Introduction
When we write queries, we tend to think about the internals very little. In the new series of SQL Insider, I shall try to demonstrate what your SQL Server has to go through when you write a specific query, more specifically a specific operator. In the series, we shall try to cover all the important operators in SQL. Our today's SQL participant in SELECT.
SELECT
With the SELECT query, we can select one, some, or all the columns of a SQL table. The typical syntax for SELECT is like this
SELECT * FROM Sales.SalesOrderDetail SELECT sod.OrderQty, sod.UnitPrice FROM Sales.SalesOrderDetail sod
Please note that we will not be dealing with WHERE clause in today's episode.
Database
We will be using AdventureWorks2019 Database for the demonstration
Important Configuration
We will be setting STATISTICS IO ON like this - SET STATISTICS IO ON;
SET STATISTICS IO ON;
We will turn on Actual Execution Plan to examine the query
SQL Insider
Let's start with SELECT * first
SELECT * FROM Person.Address a
If you inspect the Message Tab -
(19614 rows affected) Table 'Address'. Scan count 1, logical reads 346, physical reads 1, page server reads 0, read-ahead reads 344, page server read-ahead reads 0, lob logical reads 0, lob physical reads 0, lob page server reads 0, lob read-ahead reads 0, lob page server read-ahead reads 0.
We got 19,614 rows in return and SQL Server did the following
Scan Count - 1: SQL Server had to Scan the Person.Address Table Once. It's pretty straightforward.
Logical Reads - 346: SQL Server keeps its objects in 8KB pages. let's say, A Database Object (table, view, etc.) is 10 MB in size. SO SQL Server is going to need 10MB/8KB = 1240 pages to store the object data. Logical reads simply mean - How many 8 KB page SQL Server had to scan from Cache? In our case, the number is 346 - 8KB pages.
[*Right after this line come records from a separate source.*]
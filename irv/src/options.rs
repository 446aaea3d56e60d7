// Copyright 2026 Andrew Conway.
// This file is part of ConcreteIRV.
// ConcreteIRV is free software: you can redistribute it and/or modify it under the terms of the GNU Affero General Public License as published by the Free Software Foundation, either version 3 of the License, or (at your option) any later version.
// ConcreteIRV is distributed in the hope that it will be useful, but WITHOUT ANY WARRANTY; without even the implied warranty of MERCHANTABILITY or FITNESS FOR A PARTICULAR PURPOSE.  See the GNU Affero General Public License for more details.
// You should have received a copy of the GNU Affero General Public License along with ConcreteIRV.  If not, see <https://www.gnu.org/licenses/>.

//! The things being voted for, called options (or candidates).

use std::collections::HashSet;
use serde::{Serialize,Deserialize};
use crate::errors::ValidationError;

/// The options in a contest, in the order they were given.
///
/// Every option is trimmed and non-empty, there are no duplicates, and there is at least one option.
/// All the mutators preserve this; if they would break it they return an error and change nothing.
#[derive(Debug,Clone,PartialEq,Eq,Serialize,Deserialize)]
#[serde(try_from="Vec<String>",into="Vec<String>")]
pub struct OptionList {
    options : Vec<String>,
}

impl OptionList {
    /// Trim and check a list of options.
    /// ```
    /// use irv::options::OptionList;
    /// let options = OptionList::new(vec![" A ".to_string(),"B".to_string()]).unwrap();
    /// assert_eq!(options.to_vec(),vec!["A".to_string(),"B".to_string()]);
    /// assert!(OptionList::new(vec!["A".to_string(),"A ".to_string()]).is_err());
    /// ```
    pub fn new<S:AsRef<str>>(options:impl IntoIterator<Item=S>) -> Result<Self,ValidationError> {
        let mut res : Vec<String> = vec![];
        let mut seen : HashSet<String> = HashSet::new();
        for option in options {
            let option = trim_option(option.as_ref())?;
            if !seen.insert(option.clone()) { return Err(ValidationError::DuplicateOption(option)); }
            res.push(option);
        }
        if res.is_empty() { return Err(ValidationError::EmptyOptions); }
        Ok(OptionList{options:res})
    }

    pub fn len(&self) -> usize { self.options.len() }
    /// Never true, provided for completeness.
    pub fn is_empty(&self) -> bool { self.options.is_empty() }
    pub fn contains(&self,option:&str) -> bool { self.options.iter().any(|o|o==option) }
    pub fn iter(&self) -> impl Iterator<Item=&String> { self.options.iter() }
    /// Position in the list, 0 being first.
    pub fn position(&self,option:&str) -> Option<usize> { self.options.iter().position(|o|o==option) }
    /// A copy of the options. Changing it does not affect this list.
    pub fn to_vec(&self) -> Vec<String> { self.options.clone() }

    /// Add a new option at the end.
    pub fn add(&mut self,option:&str) -> Result<(),ValidationError> {
        let option = trim_option(option)?;
        if self.contains(&option) { return Err(ValidationError::OptionAlreadyExists(option)); }
        self.options.push(option);
        Ok(())
    }

    /// Remove an existing option. The last option cannot be removed.
    pub fn remove(&mut self,option:&str) -> Result<(),ValidationError> {
        let option = option.trim();
        let position = self.position(option).ok_or_else(||ValidationError::OptionDoesNotExist(option.to_string()))?;
        if self.options.len()==1 { return Err(ValidationError::WouldRemoveLastOption(option.to_string())); }
        self.options.remove(position);
        Ok(())
    }
}

fn trim_option(option:&str) -> Result<String,ValidationError> {
    let trimmed = option.trim();
    if trimmed.is_empty() { Err(ValidationError::BlankOption) } else { Ok(trimmed.to_string()) }
}

impl TryFrom<Vec<String>> for OptionList {
    type Error = ValidationError;
    fn try_from(value: Vec<String>) -> Result<Self, Self::Error> { OptionList::new(value) }
}

impl From<OptionList> for Vec<String> {
    fn from(value: OptionList) -> Self { value.options }
}
// Copyright 2026 Andrew Conway.
// This file is part of ConcreteIRV.
// ConcreteIRV is free software: you can redistribute it and/or modify it under the terms of the GNU Affero General Public License as published by the Free Software Foundation, either version 3 of the License, or (at your option) any later version.
// ConcreteIRV is distributed in the hope that it will be useful, but WITHOUT ANY WARRANTY; without even the implied warranty of MERCHANTABILITY or FITNESS FOR A PARTICULAR PURPOSE.  See the GNU Affero General Public License for more details.
// You should have received a copy of the GNU Affero General Public License along with ConcreteIRV.  If not, see <https://www.gnu.org/licenses/>.

//! The record of a single round of counting.

use std::collections::BTreeMap;
use std::fmt::{Display, Formatter};
use serde::Serialize;
use crate::errors::ValidationError;

/// What happened in one round. Either someone won, or some options were eliminated.
///
/// Immutable once made; the vote counts are owned by the result so cannot be changed by whoever supplied them.
#[derive(Debug,Clone,PartialEq,Eq,Serialize)]
pub struct RoundResult {
    /// 1 is the first round.
    round_number : usize,
    /// first preference tally of every option, including eliminated options (which have 0).
    vote_counts : BTreeMap<String,usize>,
    /// options eliminated at the end of this round, in order. Empty if there is a winner.
    #[serde(skip_serializing_if = "Vec::is_empty")]
    eliminated : Vec<String>,
    #[serde(skip_serializing_if = "Option::is_none")]
    winner : Option<String>,
}

impl RoundResult {
    pub fn new(round_number:usize,vote_counts:BTreeMap<String,usize>,eliminated:Vec<String>,winner:Option<String>) -> Result<Self,ValidationError> {
        if round_number==0 { return Err(ValidationError::InvalidRoundNumber(round_number)); }
        if eliminated.is_empty()==winner.is_none() { return Err(ValidationError::InconsistentRoundResult(round_number)); }
        Ok(RoundResult{round_number,vote_counts,eliminated,winner})
    }

    pub fn round_number(&self) -> usize { self.round_number }
    pub fn vote_counts(&self) -> &BTreeMap<String,usize> { &self.vote_counts }
    /// The tally for a given option, 0 if not mentioned.
    pub fn votes_for(&self,option:&str) -> usize { self.vote_counts.get(option).copied().unwrap_or(0) }
    /// The number of ballots that counted for someone this round.
    pub fn total_votes(&self) -> usize { self.vote_counts.values().sum() }
    pub fn eliminated(&self) -> &[String] { &self.eliminated }
    pub fn winner(&self) -> Option<&str> { self.winner.as_deref() }
}

impl Display for RoundResult {
    fn fmt(&self, f: &mut Formatter<'_>) -> std::fmt::Result {
        write!(f,"Round {} :",self.round_number)?;
        for (option,votes) in &self.vote_counts { write!(f," {}={}",option,votes)?; }
        match &self.winner {
            Some(winner) => write!(f," ; winner {}",winner),
            None => write!(f," ; eliminated {}",self.eliminated.join(", ")),
        }
    }
}

#[cfg(test)]
mod tests {
    use super::*;

    fn counts(pairs:&[(&str,usize)]) -> BTreeMap<String,usize> { pairs.iter().map(|&(o,n)|(o.to_string(),n)).collect() }

    #[test]
    fn test_initialization() {
        let vote_counts = counts(&[("Option A",10),("Option B",5)]);
        let result = RoundResult::new(1,vote_counts.clone(),vec!["Option B".to_string()],None).unwrap();
        assert_eq!(result.round_number(),1);
        assert_eq!(result.vote_counts(),&vote_counts);
        assert_eq!(result.eliminated(),&["Option B".to_string()]);
        assert_eq!(result.winner(),None);
        assert_eq!(result.total_votes(),15);
        assert_eq!(result.votes_for("Option C"),0);
    }

    #[test]
    fn test_equality() {
        let result1 = RoundResult::new(1,counts(&[("A",10),("B",5)]),vec!["B".to_string()],None).unwrap();
        let result2 = RoundResult::new(1,counts(&[("B",5),("A",10)]),vec!["B".to_string()],None).unwrap();
        let result3 = RoundResult::new(1,counts(&[("A",10),("B",6)]),vec!["B".to_string()],None).unwrap();
        assert_eq!(result1,result2);
        assert_ne!(result1,result3);
    }

    #[test]
    fn test_vote_counts_not_shared_with_caller() {
        let mut vote_counts = counts(&[("Option A",10),("Option B",5)]);
        let result = RoundResult::new(1,vote_counts.clone(),vec![],Some("Option A".to_string())).unwrap();
        vote_counts.insert("Option A".to_string(),20);
        assert_eq!(result.votes_for("Option A"),10);
    }

    #[test]
    fn test_invalid() {
        assert_eq!(RoundResult::new(0,counts(&[("A",10)]),vec![],Some("A".to_string())),Err(ValidationError::InvalidRoundNumber(0)));
        assert_eq!(RoundResult::new(2,counts(&[("A",10)]),vec![],None),Err(ValidationError::InconsistentRoundResult(2)));
        assert_eq!(RoundResult::new(2,counts(&[("A",10)]),vec!["A".to_string()],Some("A".to_string())),Err(ValidationError::InconsistentRoundResult(2)));
    }

    #[test]
    fn test_display() {
        let result = RoundResult::new(3,counts(&[("A",2),("B",1)]),vec!["B".to_string()],None).unwrap();
        assert_eq!(result.to_string(),"Round 3 : A=2 B=1 ; eliminated B");
    }
}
Physical Reads - 1: Physical reads keep track of how many pages the SQL Server had to read from the Disk? It's interesting that we see only 1 page is read from the Disk. How can SQL Server read 1 page from Disk when it needs 346 pages to read from the cache? This means the data was already there in the cache, so SQL Server didn't need to read from the disk that much.
Read ahead reads - 344 :SQL Server first tries to get the data from it's cache. If it can't find the data in the cache, then it needs to read it from disk, since disk IO is expensive, SQL Server Query Engine may decide to read some additional pages into the cache so that it can run the queries faster the next time if needed. Our SELECT query had 346 logical reads and 1 physical read, so SQL Server did not find everything it needed it to cache, it had to read from disk as well, so Read Ahead Read (RAR) mechanism decided to read ahead 344 more pages in the cache.
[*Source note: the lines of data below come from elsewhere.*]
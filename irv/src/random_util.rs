// Copyright 2023-2026 Andrew Conway.
// This file is part of ConcreteIRV.
// ConcreteIRV is free software: you can redistribute it and/or modify it under the terms of the GNU Affero General Public License as published by the Free Software Foundation, either version 3 of the License, or (at your option) any later version.
// ConcreteIRV is distributed in the hope that it will be useful, but WITHOUT ANY WARRANTY; without even the implied warranty of MERCHANTABILITY or FITNESS FOR A PARTICULAR PURPOSE.  See the GNU Affero General Public License for more details.
// You should have received a copy of the GNU Affero General Public License along with ConcreteIRV.  If not, see <https://www.gnu.org/licenses/>.


//! Where random decisions come from.


use rand::{Rng, SeedableRng};
use rand_chacha::ChaCha20Rng;

/// The source of random decisions. Tests and repeatable counts want something seeded or deterministic.
pub enum Randomness {
    /// Use a pseudo random number generator.
    PRNG(ChaCha20Rng),
    /// No randomness; always choose the first of the candidates given, which is the one earliest on the option list.
    /// This is the reverse donkey vote, which some electoral commissions have used.
    ReverseDonkeyVote,
}

impl Randomness {
    /// A generator seeded from the operating system.
    pub fn from_entropy() -> Self { Randomness::PRNG(ChaCha20Rng::from_os_rng()) }

    /// A repeatable generator.
    pub fn seeded(seed:u64) -> Self { Randomness::PRNG(ChaCha20Rng::seed_from_u64(seed)) }

    /// Choose a number in 0..n uniformly. n must be positive.
    /// ```
    /// use irv::random_util::Randomness;
    /// let mut randomness = Randomness::seeded(7);
    /// for _ in 0..100 { assert!(randomness.choose_index(3)<3); }
    /// assert_eq!(Randomness::ReverseDonkeyVote.choose_index(3),0);
    /// ```
    pub fn choose_index(&mut self,n:usize) -> usize {
        match self {
            Randomness::PRNG(rng) => rng.random_range(0..n),
            Randomness::ReverseDonkeyVote => 0,
        }
    }

    /// Choose one of the given elements.
    pub fn choose<'a,T>(&mut self,elements:&'a [T]) -> Option<&'a T> {
        if elements.is_empty() { None } else { Some(&elements[self.choose_index(elements.len())]) }
    }
}

impl Default for Randomness {
    fn default() -> Self { Randomness::from_entropy() }
}

impl std::fmt::Debug for Randomness {
    fn fmt(&self, f: &mut std::fmt::Formatter<'_>) -> std::fmt::Result {
        match self {
            Randomness::PRNG(_) => f.write_str("PRNG"),
            Randomness::ReverseDonkeyVote => f.write_str("ReverseDonkeyVote"),
        }
    }
}
// Copyright 2021-2026 Andrew Conway.
// This file is part of ConcreteIRV.
// ConcreteIRV is free software: you can redistribute it and/or modify it under the terms of the GNU Affero General Public License as published by the Free Software Foundation, either version 3 of the License, or (at your option) any later version.
// ConcreteIRV is distributed in the hope that it will be useful, but WITHOUT ANY WARRANTY; without even the implied warranty of MERCHANTABILITY or FITNESS FOR A PARTICULAR PURPOSE.  See the GNU Affero General Public License for more details.
// You should have received a copy of the GNU Affero General Public License along with ConcreteIRV.  If not, see <https://www.gnu.org/licenses/>.

//! Reading the options and votes for an election from files.

use std::fs::File;
use std::io::Read;
use std::path::Path;
use anyhow::{anyhow, Context};
use serde::Deserialize;
use crate::ballot::{Ballots, Preference};
use crate::errors::ValidationError;
use crate::rank_choice_counter::RankChoiceCounter;
use crate::tie_resolution::EliminationStrategy;

/// The options and the votes for an election, not yet checked.
///
/// As JSON, this looks like
/// ```json
/// { "options" : ["A","B","C"], "ballots" : { "v1" : ["A","C"], "v2" : ["B"] } }
/// ```
#[derive(Debug,Clone,Deserialize)]
pub struct ElectionData {
    #[serde(default)]
    pub options : Vec<String>,
    pub ballots : Ballots,
}

impl ElectionData {
    /// Load from a .json or .csv file. A .csv file has no options in it, so they must be provided; if provided for a .json file they override those in the file.
    pub fn load(path:&Path,options:Option<Vec<String>>) -> anyhow::Result<Self> {
        let extension = path.extension().map(|e|e.to_string_lossy().to_ascii_lowercase()).unwrap_or_default();
        let mut data = match extension.as_str() {
            "json" => Self::read_json(path)?,
            "csv" => {
                let options = options.clone().ok_or_else(||anyhow!("Options must be specified for a csv file"))?;
                ElectionData{ options, ballots: read_csv_ballots(path)? }
            }
            _ => return Err(anyhow!("Do not know how to read {}; expecting a .json or .csv file",path.display())),
        };
        if let Some(options) = options { data.options=options; }
        Ok(data)
    }

    pub fn read_json(path:&Path) -> anyhow::Result<Self> {
        let file = File::open(path).with_context(||format!("Could not open {}",path.display()))?;
        serde_json::from_reader(file).with_context(||format!("Could not parse {}",path.display()))
    }

    pub fn num_ballots(&self) -> usize { self.ballots.len() }

    /// Number of ballots that do not rank every option.
    pub fn num_partial_ballots(&self) -> usize {
        self.ballots.values().filter(|prefs|prefs.len()<self.options.len()).count()
    }

    /// Make a counter for these options.
    pub fn make_counter(&self,strategy:EliminationStrategy) -> Result<RankChoiceCounter,ValidationError> {
        RankChoiceCounter::new(&self.options,strategy)
    }

    pub fn print_summary(&self) {
        println!("{} options : {}",self.options.len(),self.options.join(", "));
        println!("{} ballots, {} of which do not rank every option",self.num_ballots(),self.num_partial_ballots());
    }
}

/// Read ballots from a csv file with no header line. Each line is a voter id followed by their preferences in order.
pub fn read_csv_ballots(path:&Path) -> anyhow::Result<Ballots> {
    let file = File::open(path).with_context(||format!("Could not open {}",path.display()))?;
    parse_csv_ballots(file).with_context(||format!("Could not read ballots from {}",path.display()))
}

/// Lines may have different numbers of fields. Trailing empty fields are ignored;
/// an empty field followed by a non-empty one is a blank preference.
pub fn parse_csv_ballots<R:Read>(reader:R) -> anyhow::Result<Ballots> {
    let mut rdr = csv::ReaderBuilder::new().has_headers(false).flexible(true).from_reader(reader);
    let mut ballots = Ballots::new();
    for record in rdr.records() {
        let record = record?;
        let Some(voter) = record.get(0) else { continue };
        let fields : Vec<&str> = record.iter().skip(1).map(|f|f.trim()).collect();
        if voter.trim().is_empty() && fields.iter().all(|f|f.is_empty()) { continue; } // blank line
        let used = fields.iter().rposition(|f|!f.is_empty()).map(|p|p+1).unwrap_or(0);
        let preferences : Vec<Preference> = fields[..used].iter().map(|&f|if f.is_empty() { Preference::Blank } else { Preference::from(f) }).collect();
        if ballots.insert(voter.trim().to_string(),preferences).is_some() {
            return Err(anyhow!("Voter {} appears more than once",voter.trim()));
        }
    }
    Ok(ballots)
}

#[cfg(test)]
mod tests {
    use super::*;

    #[test]
    fn test_parse_csv() {
        let ballots = parse_csv_ballots("v1,A,B,C\nv2,B,,\nv3,C,,A\n\n".as_bytes()).unwrap();
        assert_eq!(ballots.len(),3);
        assert_eq!(ballots["v1"],vec![Preference::from("A"),Preference::from("B"),Preference::from("C")]);
        assert_eq!(ballots["v2"],vec![Preference::from("B")]);
        assert_eq!(ballots["v3"],vec![Preference::from("C"),Preference::Blank,Preference::from("A")]);
    }

    #[test]
    fn test_parse_csv_repeated_voter() {
        assert!(parse_csv_ballots("v1,A\nv1,B\n".as_bytes()).is_err());
    }

    #[test]
    fn test_parse_json() {
        let data : ElectionData = serde_json::from_str(r#"{"options":["A","B"],"ballots":{"v1":["A"],"v2":["B",7],"v3":[null]}}"#).unwrap();
        assert_eq!(data.options,vec!["A","B"]);
        assert_eq!(data.num_ballots(),3);
        assert_eq!(data.num_partial_ballots(),2);
        assert_eq!(data.ballots["v2"][1],Preference::Other("7".to_string()));
        assert_eq!(data.ballots["v3"][0],Preference::Blank);
    }
}
// Copyright 2026 Andrew Conway.
// This file is part of ConcreteIRV.
// ConcreteIRV is free software: you can redistribute it and/or modify it under the terms of the GNU Affero General Public License as published by the Free Software Foundation, either version 3 of the License, or (at your option) any later version.
// ConcreteIRV is distributed in the hope that it will be useful, but WITHOUT ANY WARRANTY; without even the implied warranty of MERCHANTABILITY or FITNESS FOR A PARTICULAR PURPOSE.  See the GNU Affero General Public License for more details.
// You should have received a copy of the GNU Affero General Public License along with ConcreteIRV.  If not, see <https://www.gnu.org/licenses/>.

//! Things that can go wrong setting up or running a count.

use thiserror::Error;

/// Something about the options, the ballots or a round record is not acceptable.
/// Nothing is counted if one of these is produced.
#[derive(Error,Debug,Clone,PartialEq,Eq)]
pub enum ValidationError {
    #[error("Options list cannot be empty")]
    EmptyOptions,
    #[error("Options cannot be blank")]
    BlankOption,
    #[error("Duplicate options are not allowed : {0}")]
    DuplicateOption(String),
    #[error("Option already exists : {0}")]
    OptionAlreadyExists(String),
    #[error("Option does not exist : {0}")]
    OptionDoesNotExist(String),
    #[error("Cannot remove {0} as it is the only option")]
    WouldRemoveLastOption(String),
    #[error("Voter id cannot be empty")]
    EmptyVoterId,
    #[error("Voter {voter} has {given} preferences but there are only {max} options")]
    TooManyPreferences{voter:String,given:usize,max:usize},
    #[error("Voter {voter} has no preferences")]
    EmptyBallot{voter:String},
    #[error("Voter {voter} has preference {position} marked {marking}, which is not an option name")]
    NotAnOptionName{voter:String,position:usize,marking:String},
    #[error("Voter {voter} has invalid options : {}",unknown.join(", "))]
    UnknownOptions{voter:String,unknown:Vec<String>},
    #[error("Voter {voter} has duplicate preferences : {}",duplicated.join(", "))]
    DuplicatePreferences{voter:String,duplicated:Vec<String>},
    #[error("Round number must be positive, not {0}")]
    InvalidRoundNumber(usize),
    #[error("Round {0} must have either a winner or some eliminated options, but not both")]
    InconsistentRoundResult(usize),
}

/// Why a count did not produce a winner.
#[derive(Error,Debug,Clone,PartialEq,Eq)]
pub enum CountError {
    #[error(transparent)]
    Invalid(#[from] ValidationError),
    /// Every option was eliminated without anyone getting a majority. The round history is kept.
    #[error("All options were eliminated by round {round} without a majority winner")]
    TerminalTie{round:usize},
}
// Copyright 2021-2026 Andrew Conway.
// This file is part of ConcreteIRV.
// ConcreteIRV is free software: you can redistribute it and/or modify it under the terms of the GNU Affero General Public License as published by the Free Software Foundation, either version 3 of the License, or (at your option) any later version.
// ConcreteIRV is distributed in the hope that it will be useful, but WITHOUT ANY WARRANTY; without even the implied warranty of MERCHANTABILITY or FITNESS FOR A PARTICULAR PURPOSE.  See the GNU Affero General Public License for more details.
// You should have received a copy of the GNU Affero General Public License along with ConcreteIRV.  If not, see <https://www.gnu.org/licenses/>.

//! Helpers shared by the binaries.

use std::path::{Path, PathBuf};
use tracing_subscriber::EnvFilter;

/// Send library log events to stderr. RUST_LOG takes precedence; otherwise warnings, or info if verbose.
pub fn init_logging(verbose:bool) {
    let default_level = if verbose { "irv=info" } else { "irv=warn" };
    let filter = EnvFilter::try_from_default_env().unwrap_or_else(|_|EnvFilter::new(default_level));
    let _ = tracing_subscriber::fmt().with_env_filter(filter).with_writer(std::io::stderr).try_init();
}

/// The default place to put a transcript : votes_strategy.transcript next to the votes file.
/// ```
/// use std::path::Path;
/// assert_eq!(main_app::default_transcript_file(Path::new("dir/mayor.json"),"batch"),Path::new("dir/mayor_batch.transcript"));
/// ```
pub fn default_transcript_file(votes:&Path,strategy:&str) -> PathBuf {
    let votename = votes.file_stem().map(|o|o.to_string_lossy()).unwrap_or_default();
    votes.with_file_name(format!("{}_{}.transcript",votename,strategy))
}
WHY Physical reads is less than Logical reads?
In fresh condition, SQL Server has nothing in it's cache. So, when we query over a table, physical reads will be higher. If we run the query next time, we will see fewer physical reads and more logical reads. To test this lets clear our SQL Server Cache first.
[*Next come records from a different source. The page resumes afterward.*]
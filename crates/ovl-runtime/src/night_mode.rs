#![forbid(unsafe_code)]

//! Ambient-light night-mode debouncer.
//!
//! Lux samples at or below `max_lux` mean "night". The debouncer turns a
//! noisy sample stream into day/night decisions:
//!
//! - While **armed**, a sample that disagrees with the current mode schedules
//!   a confirmation after `confirm_delay`. A sample agreeing with the current
//!   mode cancels it. A sample for the opposite target replaces it.
//! - A confirmed switch **disarms** and remembers its direction. While
//!   disarmed, flips in that same direction apply immediately. A flip in the
//!   other direction re-arms and is deferred again. With samples alone the
//!   mode always alternates, so every sensor-driven switch is deferred; the
//!   immediate path only fires after the theme was moved by hand
//!   ([`force`](NightModeDebouncer::force)) away from the last switch.
//! - When the switch is not allowed (foreground screen forbids theme changes
//!   or a proximity lock is active), samples are ignored and a confirmation
//!   that comes due is dropped. The debouncer stays armed.
//!
//! Methods that decide a switch return `Some(night)`; the caller applies it to
//! the theme.
//!
//! # Invariants
//!
//! 1. At most one confirmation is pending.
//! 2. `in_night()` only changes through a returned decision, [`sync`](NightModeDebouncer::sync)
//!    or [`force`](NightModeDebouncer::force).
//! 3. A cancelled confirmation never applies.

use std::time::Duration;

use crate::scheduler::{Scheduler, TaskSlot};

/// One-shot debouncer for automatic night mode.
#[derive(Debug)]
pub struct NightModeDebouncer {
    max_lux: f32,
    confirm_delay: Duration,
    in_night: bool,
    armed: bool,
    last_switch: Option<bool>,
    last_lux: Option<f32>,
    scheduler: Scheduler<bool>,
    pending: TaskSlot,
}

impl NightModeDebouncer {
    /// Create an armed debouncer starting in the given mode.
    #[must_use]
    pub fn new(in_night: bool, max_lux: f32, confirm_delay: Duration) -> Self {
        Self {
            max_lux,
            confirm_delay,
            in_night,
            armed: true,
            last_switch: None,
            last_lux: None,
            scheduler: Scheduler::new(),
            pending: TaskSlot::new(),
        }
    }

    #[inline]
    pub fn in_night(&self) -> bool {
        self.in_night
    }

    #[inline]
    pub fn is_armed(&self) -> bool {
        self.armed
    }

    /// Whether a deferred confirmation is waiting.
    #[inline]
    pub fn is_pending(&self) -> bool {
        self.pending.is_pending(&self.scheduler)
    }

    /// The target of the pending confirmation, if any.
    pub fn pending_target(&self) -> Option<bool> {
        self.pending
            .task()
            .and_then(|task| self.scheduler.body(task).copied())
    }

    #[inline]
    pub fn last_lux(&self) -> Option<f32> {
        self.last_lux
    }

    #[inline]
    pub fn max_lux(&self) -> f32 {
        self.max_lux
    }

    pub fn set_max_lux(&mut self, max_lux: f32) {
        self.max_lux = max_lux;
    }

    /// Whether `lux` reads as night.
    #[inline]
    pub fn is_night_lux(&self, lux: f32) -> bool {
        lux <= self.max_lux
    }

    /// Adopt the theme's current mode (e.g. when the sensor gets registered).
    ///
    /// Cancels any pending confirmation and re-arms.
    pub fn sync(&mut self, in_night: bool) {
        self.pending.cancel(&mut self.scheduler);
        self.in_night = in_night;
        self.armed = true;
        self.last_switch = None;
    }

    /// Feed one sensor sample.
    pub fn sample(&mut self, lux: f32, allowed: bool) -> Option<bool> {
        self.last_lux = Some(lux);
        let wants = self.is_night_lux(lux);
        if wants == self.in_night {
            if self.pending.cancel(&mut self.scheduler) {
                tracing::trace!(lux, "night-mode confirmation cancelled");
            }
            return None;
        }
        if !allowed {
            return None;
        }
        if !self.armed {
            if self.last_switch == Some(wants) {
                self.pending.cancel(&mut self.scheduler);
                return Some(self.apply(wants));
            }
            self.armed = true;
        }
        if self.pending_target() == Some(wants) {
            return None;
        }
        self.pending
            .replace(&mut self.scheduler, self.confirm_delay, wants);
        tracing::trace!(lux, night = wants, "night-mode confirmation scheduled");
        None
    }

    /// Advance virtual time; returns a confirmed switch, if any.
    pub fn advance(&mut self, dt: Duration, allowed: bool) -> Option<bool> {
        let mut decision = None;
        for night in self.scheduler.advance(dt) {
            self.pending.clear();
            if !allowed {
                tracing::debug!(night, "night-mode switch suppressed");
                continue;
            }
            if night != self.in_night {
                decision = Some(self.apply(night));
                self.armed = false;
            }
        }
        decision
    }

    /// Re-evaluate the last sample immediately, bypassing deferral.
    pub fn evaluate(&mut self, allowed: bool) -> Option<bool> {
        let lux = self.last_lux?;
        self.pending.cancel(&mut self.scheduler);
        if !allowed {
            return None;
        }
        let wants = self.is_night_lux(lux);
        if wants == self.in_night {
            return None;
        }
        let night = self.apply(wants);
        self.armed = false;
        Some(night)
    }

    /// The theme was switched by hand; re-check against the last sample.
    pub fn force(&mut self, in_night: bool, allowed: bool) -> Option<bool> {
        if self.in_night == in_night {
            return None;
        }
        self.in_night = in_night;
        self.evaluate(allowed)
    }

    fn apply(&mut self, night: bool) -> bool {
        self.in_night = night;
        self.last_switch = Some(night);
        tracing::debug!(night, "night-mode switch applied");
        night
    }
}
DBCC DROPCLEANBUFFERS WITH NO_INFOMSGS
And then run our SELECT * query again.
SELECT * FROM Person.Address a
Now let's look at the Message tab again
(19614 rows affected) Table 'Address'. Scan count 1, logical reads 346, physical reads 343, page server reads 0, read-ahead reads 344, page server read-ahead reads 0, lob logical reads 0, lob physical reads 0, lob page server reads 0, lob read-ahead reads 0,lob page server read-ahead reads 0.
Look at the Physical Reads - 343, wow. SQL Server had to read everything from DISK to Cache (RAM/Memory) first and then read from the Cache (Logical Reads - 346)
Now let's inspect the execution plan tab.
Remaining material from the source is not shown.